## Entries provided
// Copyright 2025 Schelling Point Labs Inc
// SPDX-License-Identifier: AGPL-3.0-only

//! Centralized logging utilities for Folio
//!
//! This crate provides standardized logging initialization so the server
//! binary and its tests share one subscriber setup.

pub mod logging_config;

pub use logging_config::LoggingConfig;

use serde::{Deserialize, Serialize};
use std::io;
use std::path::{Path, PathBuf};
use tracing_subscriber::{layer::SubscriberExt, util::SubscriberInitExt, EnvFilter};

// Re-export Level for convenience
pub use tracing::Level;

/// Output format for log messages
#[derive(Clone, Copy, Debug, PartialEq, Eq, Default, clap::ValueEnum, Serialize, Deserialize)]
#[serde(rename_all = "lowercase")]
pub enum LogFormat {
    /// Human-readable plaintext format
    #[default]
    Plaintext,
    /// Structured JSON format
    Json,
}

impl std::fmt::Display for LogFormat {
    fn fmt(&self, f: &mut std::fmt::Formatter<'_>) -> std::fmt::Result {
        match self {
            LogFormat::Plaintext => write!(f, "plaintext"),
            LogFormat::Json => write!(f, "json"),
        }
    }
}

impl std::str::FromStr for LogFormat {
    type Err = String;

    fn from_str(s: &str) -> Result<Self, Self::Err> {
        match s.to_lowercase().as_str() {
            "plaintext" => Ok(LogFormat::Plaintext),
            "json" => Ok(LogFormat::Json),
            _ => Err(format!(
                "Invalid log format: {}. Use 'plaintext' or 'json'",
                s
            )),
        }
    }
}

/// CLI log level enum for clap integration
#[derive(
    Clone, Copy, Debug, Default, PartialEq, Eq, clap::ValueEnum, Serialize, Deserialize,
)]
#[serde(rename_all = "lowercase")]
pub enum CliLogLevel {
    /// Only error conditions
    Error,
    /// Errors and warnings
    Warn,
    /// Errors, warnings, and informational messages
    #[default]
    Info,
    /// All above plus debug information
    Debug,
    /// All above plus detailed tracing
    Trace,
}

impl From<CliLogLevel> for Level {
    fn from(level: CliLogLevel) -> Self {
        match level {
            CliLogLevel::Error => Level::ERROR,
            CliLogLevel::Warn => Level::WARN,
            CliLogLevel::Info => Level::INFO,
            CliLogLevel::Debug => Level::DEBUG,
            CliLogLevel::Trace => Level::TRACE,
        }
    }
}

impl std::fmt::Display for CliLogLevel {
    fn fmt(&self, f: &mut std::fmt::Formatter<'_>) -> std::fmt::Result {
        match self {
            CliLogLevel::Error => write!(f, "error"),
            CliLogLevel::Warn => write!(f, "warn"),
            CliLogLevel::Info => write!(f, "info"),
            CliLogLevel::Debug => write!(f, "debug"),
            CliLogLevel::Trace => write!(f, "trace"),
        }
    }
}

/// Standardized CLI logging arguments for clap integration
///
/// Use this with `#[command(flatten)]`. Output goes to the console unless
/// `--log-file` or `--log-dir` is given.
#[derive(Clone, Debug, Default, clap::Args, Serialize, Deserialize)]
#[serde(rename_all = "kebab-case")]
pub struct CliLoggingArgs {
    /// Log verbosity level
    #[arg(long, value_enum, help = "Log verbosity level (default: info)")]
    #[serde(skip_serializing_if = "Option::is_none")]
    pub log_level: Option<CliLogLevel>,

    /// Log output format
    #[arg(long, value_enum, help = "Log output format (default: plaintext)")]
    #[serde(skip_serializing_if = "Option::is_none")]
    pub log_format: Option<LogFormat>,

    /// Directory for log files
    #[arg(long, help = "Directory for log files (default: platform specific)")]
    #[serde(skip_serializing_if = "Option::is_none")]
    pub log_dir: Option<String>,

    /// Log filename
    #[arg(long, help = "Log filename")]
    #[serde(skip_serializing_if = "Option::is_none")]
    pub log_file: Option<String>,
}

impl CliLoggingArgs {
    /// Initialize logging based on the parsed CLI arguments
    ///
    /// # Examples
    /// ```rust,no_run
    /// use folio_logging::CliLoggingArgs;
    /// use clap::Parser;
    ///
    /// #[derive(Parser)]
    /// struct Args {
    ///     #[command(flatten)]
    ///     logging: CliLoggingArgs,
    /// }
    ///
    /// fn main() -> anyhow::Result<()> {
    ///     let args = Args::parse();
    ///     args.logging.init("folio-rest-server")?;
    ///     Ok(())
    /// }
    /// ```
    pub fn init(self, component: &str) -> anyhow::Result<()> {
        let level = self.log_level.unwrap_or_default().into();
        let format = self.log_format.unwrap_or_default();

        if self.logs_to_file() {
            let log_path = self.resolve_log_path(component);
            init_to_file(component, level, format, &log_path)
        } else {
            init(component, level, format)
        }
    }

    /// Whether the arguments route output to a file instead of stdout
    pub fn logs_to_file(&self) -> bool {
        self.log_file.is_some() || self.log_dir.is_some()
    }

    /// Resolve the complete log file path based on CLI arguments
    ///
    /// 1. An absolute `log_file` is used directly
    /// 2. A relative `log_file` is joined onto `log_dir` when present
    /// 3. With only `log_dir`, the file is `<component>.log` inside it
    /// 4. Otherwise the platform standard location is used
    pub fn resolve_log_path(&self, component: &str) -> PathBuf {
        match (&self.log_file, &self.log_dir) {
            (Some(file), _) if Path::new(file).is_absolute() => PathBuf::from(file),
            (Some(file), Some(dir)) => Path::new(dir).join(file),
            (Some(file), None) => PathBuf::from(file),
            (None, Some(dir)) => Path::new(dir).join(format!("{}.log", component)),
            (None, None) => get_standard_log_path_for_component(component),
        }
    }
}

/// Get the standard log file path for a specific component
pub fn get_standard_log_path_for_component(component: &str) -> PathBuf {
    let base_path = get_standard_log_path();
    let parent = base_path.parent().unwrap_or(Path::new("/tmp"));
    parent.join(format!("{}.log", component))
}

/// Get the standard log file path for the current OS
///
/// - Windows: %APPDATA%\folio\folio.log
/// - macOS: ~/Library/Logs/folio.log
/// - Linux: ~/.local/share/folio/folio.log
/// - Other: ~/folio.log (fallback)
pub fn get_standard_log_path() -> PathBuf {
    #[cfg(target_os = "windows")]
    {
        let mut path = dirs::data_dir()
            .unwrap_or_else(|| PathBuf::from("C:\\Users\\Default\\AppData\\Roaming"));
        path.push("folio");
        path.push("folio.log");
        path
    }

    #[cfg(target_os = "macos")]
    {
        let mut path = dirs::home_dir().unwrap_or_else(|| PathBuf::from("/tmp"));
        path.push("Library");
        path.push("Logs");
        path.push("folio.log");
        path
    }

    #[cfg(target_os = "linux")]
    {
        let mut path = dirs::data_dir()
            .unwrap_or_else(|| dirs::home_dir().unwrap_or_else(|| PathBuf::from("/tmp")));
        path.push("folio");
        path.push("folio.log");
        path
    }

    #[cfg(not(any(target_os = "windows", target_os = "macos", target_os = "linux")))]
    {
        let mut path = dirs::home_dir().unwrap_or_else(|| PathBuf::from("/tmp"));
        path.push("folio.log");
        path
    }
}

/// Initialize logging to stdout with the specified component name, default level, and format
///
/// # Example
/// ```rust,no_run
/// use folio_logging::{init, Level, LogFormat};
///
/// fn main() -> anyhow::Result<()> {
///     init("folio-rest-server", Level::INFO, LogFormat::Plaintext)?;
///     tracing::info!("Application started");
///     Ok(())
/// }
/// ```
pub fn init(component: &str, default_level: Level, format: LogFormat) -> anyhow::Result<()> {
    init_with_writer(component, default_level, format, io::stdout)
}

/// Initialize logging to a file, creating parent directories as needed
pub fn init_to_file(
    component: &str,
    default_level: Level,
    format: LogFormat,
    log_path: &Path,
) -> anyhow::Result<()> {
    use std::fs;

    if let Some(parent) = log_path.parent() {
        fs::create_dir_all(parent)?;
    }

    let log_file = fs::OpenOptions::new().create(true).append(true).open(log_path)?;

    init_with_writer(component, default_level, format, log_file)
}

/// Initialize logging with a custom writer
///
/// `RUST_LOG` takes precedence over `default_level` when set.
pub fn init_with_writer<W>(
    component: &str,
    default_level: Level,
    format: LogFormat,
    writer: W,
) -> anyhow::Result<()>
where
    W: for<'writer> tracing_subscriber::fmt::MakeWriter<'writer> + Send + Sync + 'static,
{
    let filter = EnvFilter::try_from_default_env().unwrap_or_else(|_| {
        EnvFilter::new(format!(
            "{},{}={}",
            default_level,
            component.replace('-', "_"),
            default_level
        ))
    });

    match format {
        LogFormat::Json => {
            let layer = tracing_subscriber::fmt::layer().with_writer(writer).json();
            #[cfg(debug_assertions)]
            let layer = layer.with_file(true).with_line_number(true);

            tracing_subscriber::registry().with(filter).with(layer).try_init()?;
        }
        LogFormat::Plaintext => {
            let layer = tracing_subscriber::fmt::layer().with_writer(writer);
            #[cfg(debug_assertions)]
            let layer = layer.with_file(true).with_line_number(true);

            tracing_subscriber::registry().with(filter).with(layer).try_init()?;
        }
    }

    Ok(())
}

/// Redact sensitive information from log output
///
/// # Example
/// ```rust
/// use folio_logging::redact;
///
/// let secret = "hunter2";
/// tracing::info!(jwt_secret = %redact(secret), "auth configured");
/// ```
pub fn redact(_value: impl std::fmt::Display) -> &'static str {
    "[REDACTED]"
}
...
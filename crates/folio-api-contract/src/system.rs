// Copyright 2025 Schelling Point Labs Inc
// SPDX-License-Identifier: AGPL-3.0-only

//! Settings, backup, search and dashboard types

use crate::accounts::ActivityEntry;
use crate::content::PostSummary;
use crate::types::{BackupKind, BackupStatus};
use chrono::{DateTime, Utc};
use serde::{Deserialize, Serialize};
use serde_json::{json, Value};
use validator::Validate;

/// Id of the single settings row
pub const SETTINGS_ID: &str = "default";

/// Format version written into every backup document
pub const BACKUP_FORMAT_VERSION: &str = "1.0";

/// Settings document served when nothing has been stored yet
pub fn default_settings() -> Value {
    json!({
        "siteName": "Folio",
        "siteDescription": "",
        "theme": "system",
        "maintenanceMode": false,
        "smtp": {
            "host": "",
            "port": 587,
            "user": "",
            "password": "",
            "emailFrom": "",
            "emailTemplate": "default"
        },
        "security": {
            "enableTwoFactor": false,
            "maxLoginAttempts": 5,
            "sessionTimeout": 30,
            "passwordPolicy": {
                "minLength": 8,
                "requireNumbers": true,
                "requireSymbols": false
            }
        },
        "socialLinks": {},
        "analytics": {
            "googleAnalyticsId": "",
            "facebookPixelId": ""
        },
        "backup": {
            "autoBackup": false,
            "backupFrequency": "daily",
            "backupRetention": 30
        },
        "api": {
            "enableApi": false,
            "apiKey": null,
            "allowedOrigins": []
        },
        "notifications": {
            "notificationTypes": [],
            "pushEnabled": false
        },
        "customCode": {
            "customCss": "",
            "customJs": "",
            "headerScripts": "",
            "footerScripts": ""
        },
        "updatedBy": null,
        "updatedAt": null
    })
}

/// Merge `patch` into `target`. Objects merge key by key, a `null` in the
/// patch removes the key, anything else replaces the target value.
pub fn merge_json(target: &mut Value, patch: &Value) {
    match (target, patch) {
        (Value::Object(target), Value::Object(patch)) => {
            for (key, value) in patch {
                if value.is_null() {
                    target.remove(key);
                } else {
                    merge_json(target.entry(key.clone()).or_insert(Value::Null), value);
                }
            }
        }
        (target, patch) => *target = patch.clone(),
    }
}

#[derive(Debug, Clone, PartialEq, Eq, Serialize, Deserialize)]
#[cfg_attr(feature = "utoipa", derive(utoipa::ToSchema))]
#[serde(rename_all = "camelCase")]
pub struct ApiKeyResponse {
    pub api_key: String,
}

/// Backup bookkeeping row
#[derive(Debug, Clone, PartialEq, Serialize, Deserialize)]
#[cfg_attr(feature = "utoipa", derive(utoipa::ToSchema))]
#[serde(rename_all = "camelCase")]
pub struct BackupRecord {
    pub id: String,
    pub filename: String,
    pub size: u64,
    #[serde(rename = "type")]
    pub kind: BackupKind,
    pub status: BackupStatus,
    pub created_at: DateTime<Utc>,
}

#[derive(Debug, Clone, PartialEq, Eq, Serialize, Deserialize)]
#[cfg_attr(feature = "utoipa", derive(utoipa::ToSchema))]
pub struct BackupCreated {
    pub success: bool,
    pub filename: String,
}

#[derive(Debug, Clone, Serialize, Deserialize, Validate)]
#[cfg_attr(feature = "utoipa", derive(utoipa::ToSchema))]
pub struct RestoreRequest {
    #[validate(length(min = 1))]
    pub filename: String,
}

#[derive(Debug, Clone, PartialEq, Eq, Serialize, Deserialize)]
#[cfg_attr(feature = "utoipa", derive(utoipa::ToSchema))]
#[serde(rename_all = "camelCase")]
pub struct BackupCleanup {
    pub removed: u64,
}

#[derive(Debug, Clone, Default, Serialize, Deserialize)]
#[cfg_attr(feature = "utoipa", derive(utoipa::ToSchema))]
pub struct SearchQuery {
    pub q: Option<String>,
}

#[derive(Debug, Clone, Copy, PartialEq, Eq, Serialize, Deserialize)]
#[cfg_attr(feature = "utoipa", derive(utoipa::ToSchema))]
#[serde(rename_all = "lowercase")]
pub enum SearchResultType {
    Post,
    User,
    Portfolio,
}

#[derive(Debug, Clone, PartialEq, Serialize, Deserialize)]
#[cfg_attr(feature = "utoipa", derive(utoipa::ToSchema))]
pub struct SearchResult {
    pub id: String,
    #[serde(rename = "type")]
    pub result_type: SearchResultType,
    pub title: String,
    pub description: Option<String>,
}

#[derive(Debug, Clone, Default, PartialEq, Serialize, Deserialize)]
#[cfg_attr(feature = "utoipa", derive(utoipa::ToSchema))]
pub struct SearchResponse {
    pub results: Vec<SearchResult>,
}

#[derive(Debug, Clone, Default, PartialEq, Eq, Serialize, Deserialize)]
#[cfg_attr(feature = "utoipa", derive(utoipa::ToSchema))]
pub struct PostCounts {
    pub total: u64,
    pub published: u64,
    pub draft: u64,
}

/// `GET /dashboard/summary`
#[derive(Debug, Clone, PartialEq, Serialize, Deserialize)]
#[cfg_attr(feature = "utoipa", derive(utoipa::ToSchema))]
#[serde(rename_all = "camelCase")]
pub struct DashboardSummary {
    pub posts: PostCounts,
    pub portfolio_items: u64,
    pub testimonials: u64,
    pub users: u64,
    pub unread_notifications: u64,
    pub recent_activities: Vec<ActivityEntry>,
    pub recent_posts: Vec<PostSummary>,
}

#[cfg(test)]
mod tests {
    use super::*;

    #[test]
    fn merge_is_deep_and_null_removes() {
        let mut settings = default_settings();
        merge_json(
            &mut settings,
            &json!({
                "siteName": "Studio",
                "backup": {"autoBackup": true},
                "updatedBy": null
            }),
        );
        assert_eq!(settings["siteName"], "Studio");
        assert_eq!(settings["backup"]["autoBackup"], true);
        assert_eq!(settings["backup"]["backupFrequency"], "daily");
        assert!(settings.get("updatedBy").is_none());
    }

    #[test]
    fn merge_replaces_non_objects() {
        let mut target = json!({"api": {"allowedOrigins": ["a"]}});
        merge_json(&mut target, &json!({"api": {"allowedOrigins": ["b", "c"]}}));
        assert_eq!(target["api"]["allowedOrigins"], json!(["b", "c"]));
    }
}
--
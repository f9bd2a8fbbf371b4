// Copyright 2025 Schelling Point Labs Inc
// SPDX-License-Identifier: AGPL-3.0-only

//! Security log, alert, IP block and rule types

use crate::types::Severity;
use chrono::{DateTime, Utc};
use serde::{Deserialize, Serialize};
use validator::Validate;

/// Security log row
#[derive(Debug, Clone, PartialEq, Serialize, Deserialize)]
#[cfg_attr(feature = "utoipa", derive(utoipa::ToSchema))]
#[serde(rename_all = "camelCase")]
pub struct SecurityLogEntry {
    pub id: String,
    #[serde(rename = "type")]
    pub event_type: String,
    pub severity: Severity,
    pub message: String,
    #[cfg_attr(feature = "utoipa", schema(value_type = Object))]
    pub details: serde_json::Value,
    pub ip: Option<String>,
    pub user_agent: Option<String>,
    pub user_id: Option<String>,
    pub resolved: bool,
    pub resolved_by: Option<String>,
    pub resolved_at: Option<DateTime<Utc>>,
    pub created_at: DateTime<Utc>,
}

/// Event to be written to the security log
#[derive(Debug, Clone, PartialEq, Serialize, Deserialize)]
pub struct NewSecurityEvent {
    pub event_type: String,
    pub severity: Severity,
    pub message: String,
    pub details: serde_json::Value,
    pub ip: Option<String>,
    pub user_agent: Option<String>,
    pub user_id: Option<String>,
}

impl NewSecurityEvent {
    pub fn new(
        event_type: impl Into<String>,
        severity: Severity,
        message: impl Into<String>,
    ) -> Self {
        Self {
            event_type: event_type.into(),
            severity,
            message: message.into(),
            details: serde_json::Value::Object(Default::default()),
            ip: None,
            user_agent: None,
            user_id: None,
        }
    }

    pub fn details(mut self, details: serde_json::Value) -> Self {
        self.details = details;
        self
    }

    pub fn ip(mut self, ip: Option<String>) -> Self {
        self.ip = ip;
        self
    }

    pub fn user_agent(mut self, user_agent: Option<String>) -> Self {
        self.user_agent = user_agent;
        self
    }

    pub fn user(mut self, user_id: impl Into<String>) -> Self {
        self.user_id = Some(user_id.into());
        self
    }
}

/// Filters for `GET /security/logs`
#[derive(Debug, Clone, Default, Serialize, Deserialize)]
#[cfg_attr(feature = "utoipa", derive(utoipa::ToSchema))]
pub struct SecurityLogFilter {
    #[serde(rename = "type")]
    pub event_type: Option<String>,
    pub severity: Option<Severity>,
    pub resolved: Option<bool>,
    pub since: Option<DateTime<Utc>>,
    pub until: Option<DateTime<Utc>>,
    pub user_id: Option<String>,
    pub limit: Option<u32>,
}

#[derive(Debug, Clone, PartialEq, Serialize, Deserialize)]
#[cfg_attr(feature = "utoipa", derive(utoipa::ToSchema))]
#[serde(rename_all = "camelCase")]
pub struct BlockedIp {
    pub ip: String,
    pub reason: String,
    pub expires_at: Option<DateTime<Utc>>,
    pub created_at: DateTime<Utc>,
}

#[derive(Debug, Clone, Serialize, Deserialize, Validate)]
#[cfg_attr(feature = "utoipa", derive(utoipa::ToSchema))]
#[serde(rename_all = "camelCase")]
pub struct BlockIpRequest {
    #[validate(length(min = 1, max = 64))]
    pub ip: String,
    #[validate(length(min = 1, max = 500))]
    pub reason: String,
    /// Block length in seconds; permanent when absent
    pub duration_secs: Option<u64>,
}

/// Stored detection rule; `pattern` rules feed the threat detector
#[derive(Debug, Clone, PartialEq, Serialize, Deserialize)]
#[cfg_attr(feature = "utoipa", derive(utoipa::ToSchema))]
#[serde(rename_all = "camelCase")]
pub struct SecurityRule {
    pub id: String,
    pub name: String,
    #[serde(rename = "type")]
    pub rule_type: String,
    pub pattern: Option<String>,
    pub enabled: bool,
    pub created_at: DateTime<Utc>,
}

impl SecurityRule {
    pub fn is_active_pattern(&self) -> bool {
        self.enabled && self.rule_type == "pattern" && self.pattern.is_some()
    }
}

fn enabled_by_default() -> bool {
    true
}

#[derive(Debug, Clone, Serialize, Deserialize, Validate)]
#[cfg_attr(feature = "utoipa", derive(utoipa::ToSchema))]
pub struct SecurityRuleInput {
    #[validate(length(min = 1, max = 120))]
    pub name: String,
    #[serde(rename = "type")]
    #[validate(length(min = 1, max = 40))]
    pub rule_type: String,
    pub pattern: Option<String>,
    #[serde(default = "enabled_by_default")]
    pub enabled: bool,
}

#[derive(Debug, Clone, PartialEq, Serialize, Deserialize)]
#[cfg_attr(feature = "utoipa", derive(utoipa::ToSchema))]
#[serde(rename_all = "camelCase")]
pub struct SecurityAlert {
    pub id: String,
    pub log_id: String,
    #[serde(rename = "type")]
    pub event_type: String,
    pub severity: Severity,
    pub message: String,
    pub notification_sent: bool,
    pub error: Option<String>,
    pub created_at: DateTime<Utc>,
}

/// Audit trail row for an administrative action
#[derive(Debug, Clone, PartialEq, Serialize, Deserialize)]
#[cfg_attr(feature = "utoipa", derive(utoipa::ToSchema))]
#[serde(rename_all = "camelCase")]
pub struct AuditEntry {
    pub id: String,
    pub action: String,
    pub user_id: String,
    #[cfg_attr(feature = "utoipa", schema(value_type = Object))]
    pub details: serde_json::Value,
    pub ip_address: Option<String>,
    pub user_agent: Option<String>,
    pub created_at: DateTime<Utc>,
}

## Task requirements
Throughout the material above, find lines holding the word "static", then copy them.

## Answer area
    W: for<'writer> tracing_subscriber::fmt::MakeWriter<'writer> + Send + Sync + 'static,
pub fn redact(_value: impl std::fmt::Display) -> &'static str {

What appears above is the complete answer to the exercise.